### WHAT THE EXERCISE ASKS
Your response should consist of the data that follows, repeated in full without alteration.

### THE DATA
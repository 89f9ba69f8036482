pub mod config;
pub mod docs;
pub mod tools;

pub use config::DocsConfig;
pub use docs::ComponentDocs;
pub use tools::{tool_set, ComponentApiTool, ComponentExamplesTool, ComponentListTool};
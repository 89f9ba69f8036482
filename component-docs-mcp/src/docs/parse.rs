//! Pure HTML extraction for the component documentation pages.
//!
//! Everything here works on page source that has already been fetched, so the
//! selectors can be exercised against static fixtures.

use scraper::{ElementRef, Html, Selector};
use tracing::{debug, warn};

use super::error::{ScrapeError, ScrapeResult};
use super::{ApiEvent, ApiProperty, CodeExample, ComponentApi, ComponentReference};
use crate::config::DocsConfig;

/// Language reported for code blocks without a `language-*` class.
pub const DEFAULT_LANGUAGE: &str = "tsx";

const LINK_SELECTOR: &str = "a[href]";
const PREVIEW_SELECTOR: &str = ".preview";
const CODE_SELECTORS: [&str; 2] = ["pre code", "code"];
const HEADING_SELECTOR: &str = "h1, h2, h3, h4, h5, h6";

fn selector(selector: &str) -> ScrapeResult<Selector> {
    Selector::parse(selector).map_err(|e| ScrapeError::Selector {
        selector: selector.to_string(),
        message: e.to_string(),
    })
}

/// Visible text of an element with runs of whitespace collapsed.
fn element_text(element: ElementRef<'_>) -> String {
    element
        .text()
        .flat_map(str::split_whitespace)
        .collect::<Vec<_>>()
        .join(" ")
}

fn is_heading(element: ElementRef<'_>) -> bool {
    matches!(
        element.value().name(),
        "h1" | "h2" | "h3" | "h4" | "h5" | "h6"
    )
}

fn non_empty(text: String) -> Option<String> {
    if text.is_empty() {
        None
    } else {
        Some(text)
    }
}

/// Extracts every link into the components tree from the introduction page.
///
/// Links are resolved against the configured origin; links to other origins
/// and the link to the components root itself are ignored.
///
/// # Errors
///
/// Only if the link selector fails to compile.
pub fn parse_component_list(
    html: &str,
    config: &DocsConfig,
) -> ScrapeResult<Vec<ComponentReference>> {
    let document = Html::parse_document(html);
    let link_selector = selector(LINK_SELECTOR)?;

    let prefix = config.components_prefix();
    let root = prefix.trim_end_matches('/');
    let origin = config.origin().origin();

    let mut components = Vec::new();
    for link in document.select(&link_selector) {
        let href = link.value().attr("href").unwrap_or_default().trim();
        let Ok(url) = config.origin().join(href) else {
            debug!("Skipping unresolvable link: '{}'", href);
            continue;
        };

        if url.origin() != origin {
            continue;
        }
        let path = url.path();
        if !path.starts_with(&prefix) || path.trim_end_matches('/') == root {
            continue;
        }

        let name = element_text(link);
        if name.is_empty() {
            debug!("Skipping component link without text: {}", url);
            continue;
        }

        components.push(ComponentReference {
            name,
            url: url.to_string(),
        });
    }

    if components.is_empty() {
        warn!("No component links found under {}", prefix);
    }
    debug!("Found {} component links", components.len());
    Ok(components)
}

/// Nearest heading among the elements preceding `element` at the same level.
fn preceding_heading(element: ElementRef<'_>) -> Option<String> {
    element
        .prev_siblings()
        .filter_map(ElementRef::wrap)
        .find(|sibling| is_heading(*sibling))
        .map(element_text)
        .and_then(non_empty)
}

fn language_of(code: ElementRef<'_>) -> String {
    let parent = code.parent().and_then(ElementRef::wrap);
    std::iter::once(code)
        .chain(parent)
        .flat_map(|element| element.value().classes())
        .find_map(|class| {
            class
                .strip_prefix("language-")
                .or_else(|| class.strip_prefix("lang-"))
        })
        .filter(|language| !language.is_empty())
        .unwrap_or(DEFAULT_LANGUAGE)
        .to_string()
}

/// Extracts one code example per preview container, in document order.
///
/// Containers without a code block, or whose code is blank, are skipped
/// without affecting the others. A container nested in another container is
/// part of its parent's example, not an example of its own.
///
/// # Errors
///
/// Only if a selector fails to compile.
pub fn parse_examples(html: &str) -> ScrapeResult<Vec<CodeExample>> {
    let document = Html::parse_document(html);
    let preview_selector = selector(PREVIEW_SELECTOR)?;
    let code_selectors = CODE_SELECTORS
        .iter()
        .map(|s| selector(s))
        .collect::<ScrapeResult<Vec<_>>>()?;

    let mut examples = Vec::new();
    for container in document.select(&preview_selector) {
        let nested = container
            .ancestors()
            .filter_map(ElementRef::wrap)
            .any(|ancestor| preview_selector.matches(&ancestor));
        if nested {
            continue;
        }

        let Some(code_block) = code_selectors
            .iter()
            .find_map(|code_selector| container.select(code_selector).next())
        else {
            debug!("Preview container without a code block, skipping");
            continue;
        };

        let code = code_block.text().collect::<String>().trim().to_string();
        if code.is_empty() {
            debug!("Preview container with an empty code block, skipping");
            continue;
        }

        examples.push(CodeExample {
            title: preceding_heading(container),
            code,
            language: language_of(code_block),
        });
    }

    debug!("Found {} code examples", examples.len());
    Ok(examples)
}

fn next_element_sibling(element: ElementRef<'_>) -> Option<ElementRef<'_>> {
    element.next_siblings().find_map(ElementRef::wrap)
}

fn child_elements<'a>(element: ElementRef<'a>) -> impl Iterator<Item = ElementRef<'a>> {
    element.children().filter_map(ElementRef::wrap)
}

/// Cell texts of each row of `table` itself that has at least two data cells.
///
/// Only the table's own rows and cells count, so a table nested inside a cell
/// contributes its text to that cell and nothing else.
fn table_rows(table: ElementRef<'_>) -> Vec<Vec<String>> {
    child_elements(table)
        .flat_map(|child| match child.value().name() {
            "tbody" | "thead" | "tfoot" => child_elements(child).collect::<Vec<_>>(),
            _ => vec![child],
        })
        .filter(|row| row.value().name() == "tr")
        .map(|row| {
            child_elements(row)
                .filter(|cell| cell.value().name() == "td")
                .map(element_text)
                .collect::<Vec<_>>()
        })
        .filter(|cells| cells.len() >= 2)
        .filter(|cells| !cells[0].is_empty() && !cells[1].is_empty())
        .collect()
}

/// Reads the props and events tables that directly follow their headings.
///
/// Returns `None` when neither table yields a usable row.
///
/// # Errors
///
/// Only if the heading selector fails to compile.
pub fn parse_api(html: &str) -> ScrapeResult<Option<ComponentApi>> {
    let document = Html::parse_document(html);
    let heading_selector = selector(HEADING_SELECTOR)?;

    let mut props = Vec::new();
    let mut events = Vec::new();

    for heading in document.select(&heading_selector) {
        let Some(table) =
            next_element_sibling(heading).filter(|el| el.value().name() == "table")
        else {
            continue;
        };

        let title = element_text(heading).to_lowercase();
        if title.contains("props") {
            for cells in table_rows(table) {
                let mut cells = cells.into_iter();
                props.push(ApiProperty {
                    name: cells.next().unwrap_or_default(),
                    type_name: cells.next().unwrap_or_default(),
                    description: cells.next().and_then(non_empty),
                    default_value: cells.next().and_then(non_empty),
                });
            }
        } else if title.contains("events") {
            for cells in table_rows(table) {
                let mut cells = cells.into_iter();
                events.push(ApiEvent {
                    name: cells.next().unwrap_or_default(),
                    type_name: cells.next().unwrap_or_default(),
                    description: cells.next().and_then(non_empty),
                });
            }
        }
    }

    debug!("Found {} props and {} events", props.len(), events.len());
    if props.is_empty() && events.is_empty() {
        return Ok(None);
    }
    Ok(Some(ComponentApi { props, events }))
}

### PROBLEM SOLUTION
repository 89f9ba69f8036482
pub mod config;
pub mod docs;
pub mod tools;

pub use config::DocsConfig;
pub use docs::ComponentDocs;
pub use tools::{tool_set, ComponentApiTool, ComponentExamplesTool, ComponentListTool};
repository 89f9ba69f8036482
filename component-docs-mcp/src/docs/parse.rs
//! Pure HTML extraction for the component documentation pages.
//!
//! Everything here works on page source that has already been fetched, so the
//! selectors can be exercised against static fixtures.

use scraper::{ElementRef, Html, Selector};
use tracing::{debug, warn};

use super::error::{ScrapeError, ScrapeResult};
use super::{ApiEvent, ApiProperty, CodeExample, ComponentApi, ComponentReference};
use crate::config::DocsConfig;

/// Language reported for code blocks without a `language-*` class.
pub const DEFAULT_LANGUAGE: &str = "tsx";

const LINK_SELECTOR: &str = "a[href]";
const PREVIEW_SELECTOR: &str = ".preview";
const CODE_SELECTORS: [&str; 2] = ["pre code", "code"];
const HEADING_SELECTOR: &str = "h1, h2, h3, h4, h5, h6";

fn selector(selector: &str) -> ScrapeResult<Selector> {
    Selector::parse(selector).map_err(|e| ScrapeError::Selector {
        selector: selector.to_string(),
        message: e.to_string(),
    })
}

/// Visible text of an element with runs of whitespace collapsed.
fn element_text(element: ElementRef<'_>) -> String {
    element
        .text()
        .flat_map(str::split_whitespace)
        .collect::<Vec<_>>()
        .join(" ")
}

fn is_heading(element: ElementRef<'_>) -> bool {
    matches!(
        element.value().name(),
        "h1" | "h2" | "h3" | "h4" | "h5" | "h6"
    )
}

fn non_empty(text: String) -> Option<String> {
    if text.is_empty() {
        None
    } else {
        Some(text)
    }
}

/// Extracts every link into the components tree from the introduction page.
///
/// Links are resolved against the configured origin; links to other origins
/// and the link to the components root itself are ignored.
///
/// # Errors
///
/// Only if the link selector fails to compile.
pub fn parse_component_list(
    html: &str,
    config: &DocsConfig,
) -> ScrapeResult<Vec<ComponentReference>> {
    let document = Html::parse_document(html);
    let link_selector = selector(LINK_SELECTOR)?;

    let prefix = config.components_prefix();
    let root = prefix.trim_end_matches('/');
    let origin = config.origin().origin();

    let mut components = Vec::new();
    for link in document.select(&link_selector) {
        let href = link.value().attr("href").unwrap_or_default().trim();
        let Ok(url) = config.origin().join(href) else {
            debug!("Skipping unresolvable link: '{}'", href);
            continue;
        };

        if url.origin() != origin {
            continue;
        }
        let path = url.path();
        if !path.starts_with(&prefix) || path.trim_end_matches('/') == root {
            continue;
        }

        let name = element_text(link);
        if name.is_empty() {
            debug!("Skipping component link without text: {}", url);
            continue;
        }

        components.push(ComponentReference {
            name,
            url: url.to_string(),
        });
    }

    if components.is_empty() {
        warn!("No component links found under {}", prefix);
    }
    debug!("Found {} component links", components.len());
    Ok(components)
}

/// Nearest heading among the elements preceding `element` at the same level.
fn preceding_heading(element: ElementRef<'_>) -> Option<String> {
    element
        .prev_siblings()
        .filter_map(ElementRef::wrap)
        .find(|sibling| is_heading(*sibling))
        .map(element_text)
        .and_then(non_empty)
}

fn language_of(code: ElementRef<'_>) -> String {
    let parent = code.parent().and_then(ElementRef::wrap);
    std::iter::once(code)
        .chain(parent)
        .flat_map(|element| element.value().classes())
        .find_map(|class| {
            class
                .strip_prefix("language-")
                .or_else(|| class.strip_prefix("lang-"))
        })
        .filter(|language| !language.is_empty())
        .unwrap_or(DEFAULT_LANGUAGE)
        .to_string()
}

/// Extracts one code example per preview container, in document order.
///
/// Containers without a code block, or whose code is blank, are skipped
/// without affecting the others. A container nested in another container is
/// part of its parent's example, not an example of its own.
///
/// # Errors
///
/// Only if a selector fails to compile.
pub fn parse_examples(html: &str) -> ScrapeResult<Vec<CodeExample>> {
    let document = Html::parse_document(html);
    let preview_selector = selector(PREVIEW_SELECTOR)?;
    let code_selectors = CODE_SELECTORS
        .iter()
        .map(|s| selector(s))
        .collect::<ScrapeResult<Vec<_>>>()?;

    let mut examples = Vec::new();
    for container in document.select(&preview_selector) {
        let nested = container
            .ancestors()
            .filter_map(ElementRef::wrap)
            .any(|ancestor| preview_selector.matches(&ancestor));
        if nested {
            continue;
        }

        let Some(code_block) = code_selectors
            .iter()
            .find_map(|code_selector| container.select(code_selector).next())
        else {
            debug!("Preview container without a code block, skipping");
            continue;
        };

        let code = code_block.text().collect::<String>().trim().to_string();
        if code.is_empty() {
            debug!("Preview container with an empty code block, skipping");
            continue;
        }

        examples.push(CodeExample {
            title: preceding_heading(container),
            code,
            language: language_of(code_block),
        });
    }

    debug!("Found {} code examples", examples.len());
    Ok(examples)
}

fn next_element_sibling(element: ElementRef<'_>) -> Option<ElementRef<'_>> {
    element.next_siblings().find_map(ElementRef::wrap)
}

fn child_elements<'a>(element: ElementRef<'a>) -> impl Iterator<Item = ElementRef<'a>> {
    element.children().filter_map(ElementRef::wrap)
}

/// Cell texts of each row of `table` itself that has at least two data cells.
///
/// Only the table's own rows and cells count, so a table nested inside a cell
/// contributes its text to that cell and nothing else.
fn table_rows(table: ElementRef<'_>) -> Vec<Vec<String>> {
    child_elements(table)
        .flat_map(|child| match child.value().name() {
            "tbody" | "thead" | "tfoot" => child_elements(child).collect::<Vec<_>>(),
            _ => vec![child],
        })
        .filter(|row| row.value().name() == "tr")
        .map(|row| {
            child_elements(row)
                .filter(|cell| cell.value().name() == "td")
                .map(element_text)
                .collect::<Vec<_>>()
        })
        .filter(|cells| cells.len() >= 2)
        .filter(|cells| !cells[0].is_empty() && !cells[1].is_empty())
        .collect()
}

/// Reads the props and events tables that directly follow their headings.
///
/// Returns `None` when neither table yields a usable row.
///
/// # Errors
///
/// Only if the heading selector fails to compile.
pub fn parse_api(html: &str) -> ScrapeResult<Option<ComponentApi>> {
    let document = Html::parse_document(html);
    let heading_selector = selector(HEADING_SELECTOR)?;

    let mut props = Vec::new();
    let mut events = Vec::new();

    for heading in document.select(&heading_selector) {
        let Some(table) =
            next_element_sibling(heading).filter(|el| el.value().name() == "table")
        else {
            continue;
        };

        let title = element_text(heading).to_lowercase();
        if title.contains("props") {
            for cells in table_rows(table) {
                let mut cells = cells.into_iter();
                props.push(ApiProperty {
                    name: cells.next().unwrap_or_default(),
                    type_name: cells.next().unwrap_or_default(),
                    description: cells.next().and_then(non_empty),
                    default_value: cells.next().and_then(non_empty),
                });
            }
        } else if title.contains("events") {
            for cells in table_rows(table) {
                let mut cells = cells.into_iter();
                events.push(ApiEvent {
                    name: cells.next().unwrap_or_default(),
                    type_name: cells.next().unwrap_or_default(),
                    description: cells.next().and_then(non_empty),
                });
            }
        }
    }

    debug!("Found {} props and {} events", props.len(), events.len());
    if props.is_empty() && events.is_empty() {
        return Ok(None);
    }
    Ok(Some(ComponentApi { props, events }))
}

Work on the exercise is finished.